Efficient Verification of Outsourced Data and Computations
Charalampos Papamanthou, Brown University
With the prevalence of the Internet in every aspect of our life, there has been an increasing interest in remote storage of data and structured information (e.g., emails, photos). This trend has given rise to a new discipline, termed under the name “cloud computing,” widely adopted by many companies (and individuals) in order to save operating and maintenance costs. However, as remote repositories (i.e., the cloud) may lose or modify data due to errors or malicious attacks, it is important to develop methods that provide strong assurance to the users of the integrity of the outsourced data.
In order to address the above problems, one has to take into consideration that the produced solutions are efficient. In other words, if the security added to a cloud service leads to slow performance, the user might reject the service, since, although secure and trusted, the experienced overhead (time, bandwidth) by the service might be unacceptable.

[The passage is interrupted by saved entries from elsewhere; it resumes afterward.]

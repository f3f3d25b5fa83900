//! Request/response schemas for the backend HTTP API.
//!
//! Responses are deserialized leniently: every field the tracker merges is
//! optional on the wire, and malformed values degrade to "no update" rather
//! than a deserialization failure.

use schemars::JsonSchema;
use serde::{Deserialize, Serialize};

use crate::job::{ImportJob, ImportStage, JobId};

/// Body for the submit-import endpoint.
#[derive(Debug, Clone, Serialize, Deserialize, JsonSchema)]
pub struct ImportRequest {
    /// Source video URL to import
    pub url: String,
}

/// Response from the submit-import endpoint.
#[derive(Debug, Clone, Serialize, Deserialize, JsonSchema)]
pub struct ImportResponse {
    /// Backend-assigned job ID
    #[serde(default)]
    pub job_id: String,

    /// Normalized source URL
    #[serde(default)]
    pub url: Option<String>,

    /// Initial stage, typically "Queued"
    #[serde(default)]
    pub status: Option<String>,

    /// Initial progress, typically 0
    #[serde(default)]
    pub progress: Option<u8>,

    /// Initial status text
    #[serde(default)]
    pub message: Option<String>,

    /// Application-level rejection, e.g. the duplicate-submission guard
    #[serde(default, skip_serializing_if = "Option::is_none")]
    pub error: Option<String>,
}

impl ImportResponse {
    /// Build the tracked job record for this submission.
    ///
    /// `submitted_url` is the URL the caller sent; the backend's normalized
    /// URL wins when present.
    pub fn into_job(self, submitted_url: &str) -> ImportJob {
        let mut job = ImportJob::new(
            JobId::from_string(self.job_id),
            self.url.unwrap_or_else(|| submitted_url.to_string()),
        );
        if let Some(stage) = self.status.as_deref().and_then(|s| s.parse::<ImportStage>().ok()) {
            job.stage = stage;
        }
        if let Some(progress) = self.progress {
            job.progress = progress.min(100);
        }
        if let Some(message) = self.message.filter(|m| !m.is_empty()) {
            job.message = message;
        }
        job
    }
}

/// Response from the poll-progress endpoint.
#[derive(Debug, Clone, Serialize, Deserialize, JsonSchema)]
pub struct ProgressResponse {
    /// Echoed job ID; the poller's own ID is substituted when absent
    #[serde(default)]
    pub job_id: Option<JobId>,

    /// Current stage name
    #[serde(default)]
    pub status: Option<String>,

    /// Current progress percentage
    #[serde(default)]
    pub progress: Option<u8>,

    /// Current status text
    #[serde(default)]
    pub message: Option<String>,

    /// Application-level poll failure; treated like a transport error
    #[serde(default, skip_serializing_if = "Option::is_none")]
    pub error: Option<String>,
}

impl ProgressResponse {
    /// Parse the reported stage, if present and recognized.
    pub fn stage(&self) -> Option<ImportStage> {
        self.status.as_deref().and_then(|s| s.parse().ok())
    }
}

This talk explores integrity checking solutions that go beyond traditional hash-based methods, towards improving efficiency and achieving better asymptotic bounds. The systematic application of multiple cryptographic primitives, such as accumulators and lattices, leads to the proposal of new authenticated data structures schemes that compare favorably with existing solutions. We conclude by also reporting on some practical work we have done to address the aforementioned problems.
This is joint work with Roberto Tamassia and Nikos Triandopoulos.